C’est ici la dernière pièce où je me suis pardonné de longs monologues14. Celui d’ Émilie ouvre le théâtre, Cinna en fait un autre au troisième acte, et Auguste et Maxime chacun un au quatrième15. Comme les vers d’Horace ont {xci} quelque chose de plus net et de moins guindé pour les pensées que ceux du Cid, on peut dire que ceux-ci ont quelque chose de plus achevé que ceux d’Horace, et qu’enfin la facilité de concevoir le sujet16, qui n’est ni trop chargé d’incidents, ni trop embarrassé des récits de ce qui s’est passé avant le commencement de la pièce, est une des causes sans doute de la grande approbation qu’il a reçue17. L’auditeur aime à s’abandonner à l’action présente, et à n’être point obligé, pour l’intelligence de ce qu’il voit, de réfléchir sur ce qu’il a déjà vu, et de fixer sa mémoire sur les premiers actes, cependant que les derniers sont devant ses yeux.
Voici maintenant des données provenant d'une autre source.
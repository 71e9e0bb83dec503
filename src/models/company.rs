use sea_orm::entity::prelude::*;
use serde::{Deserialize, Serialize};

#[derive(Clone, Debug, PartialEq, DeriveEntityModel, Serialize, Deserialize)]
#[sea_orm(table_name = "companies")]
pub struct Model {
    #[sea_orm(primary_key)]
    pub id: i64,
    pub name: String,
    pub created_at: DateTimeUtc,
}

#[derive(Copy, Clone, Debug, EnumIter, DeriveRelation)]
pub enum Relation {
    #[sea_orm(has_many = "super::user::Entity")]
    Users,
    #[sea_orm(has_many = "super::invitation::Entity")]
    Invitations,
}

impl Related<super::user::Entity> for Entity {
    fn to() -> RelationDef {
        Relation::Users.def()
    }
}

impl Related<super::invitation::Entity> for Entity {
    fn to() -> RelationDef {
        Relation::Invitations.def()
    }
}

impl ActiveModelBehavior for ActiveModel {}
//! Authentication middleware for API routes
//!
//! Verifies the identity provider session token carried as a Bearer token or
//! in the `__session` cookie, and attaches the identity (plus its app User,
//! if one exists yet) to the request.

use axum::{
    extract::{Request, State},
    http::{
        header::{AUTHORIZATION, COOKIE},
        HeaderMap, StatusCode,
    },
    middleware::Next,
    response::{IntoResponse, Response},
    Json,
};
use sea_orm::{ColumnTrait, EntityTrait, QueryFilter};

use crate::models::prelude::*;
use crate::models::user;
use crate::state::AppState;

/// Session cookie set by the identity provider's frontend SDK
pub const SESSION_COOKIE: &str = "__session";

/// Verified identity stored in request extensions
#[derive(Clone, Debug)]
pub struct AuthenticatedIdentity {
    /// Identity provider subject
    pub subject: String,
    pub email: Option<String>,
    /// Application user, absent until an invitation is accepted or the webhook provisions one
    pub user: Option<user::Model>,
}

/// Auth middleware that validates session tokens
///
/// Returns 401 Unauthorized if the token is missing or invalid.
pub async fn require_identity(
    State(state): State<AppState>,
    mut req: Request,
    next: Next,
) -> Response {
    let token = match extract_session_token(req.headers()) {
        Some(t) => t,
        None => {
            return unauthorized_response("Authentication required");
        }
    };

    let identity = match resolve_identity(&state, &token).await {
        Ok(identity) => identity,
        Err(msg) => {
            return unauthorized_response(&msg);
        }
    };

    req.extensions_mut().insert(identity);

    next.run(req).await
}

/// Extract the session token from the Authorization header or session cookie
pub fn extract_session_token(headers: &HeaderMap) -> Option<String> {
    if let Some(token) = headers
        .get(AUTHORIZATION)
        .and_then(|v| v.to_str().ok())
        .and_then(|v| v.strip_prefix("Bearer "))
        .map(str::trim)
        .filter(|t| !t.is_empty())
    {
        return Some(token.to_string());
    }

    headers
        .get_all(COOKIE)
        .iter()
        .filter_map(|v| v.to_str().ok())
        .flat_map(|v| v.split(';'))
        .filter_map(|pair| pair.trim().split_once('='))
        .find(|(name, value)| *name == SESSION_COOKIE && !value.is_empty())
        .map(|(_, value)| value.to_string())
}

/// Verify the token and look up the app user by subject
async fn resolve_identity(state: &AppState, token: &str) -> Result<AuthenticatedIdentity, String> {
    let claims = state
        .session
        .verify(token)
        .map_err(|_| "Invalid or expired session".to_string())?;

    let found_user = User::find()
        .filter(user::Column::UserId.eq(claims.sub.as_str()))
        .one(&state.db)
        .await
        .map_err(|e| format!("Database error: {}", e))?;

    Ok(AuthenticatedIdentity {
        subject: claims.sub,
        email: claims.email,
        user: found_user,
    })
}

/// Create a 401 Unauthorized JSON response
fn unauthorized_response(message: &str) -> Response {
    (
        StatusCode::UNAUTHORIZED,
        Json(serde_json::json!({
            "detail": message
        })),
    )
        .into_response()
}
C’est l’incommodité des pièces embarrassées qu’en termes de l’art on nomme implexes, par un mot emprunté du latin, telles que sont Rodogune et Héraclius18. Elle ne se rencontre pas dans les simples, mais comme celles-là ont sans doute besoin de plus d’esprit pour les imaginer, et de plus d’art pour les conduire, celles-ci n’ayant pas le même secours du côté du sujet, demandent plus de force de vers, et de raisonnement, ou de sentiments, pour les soutenir19.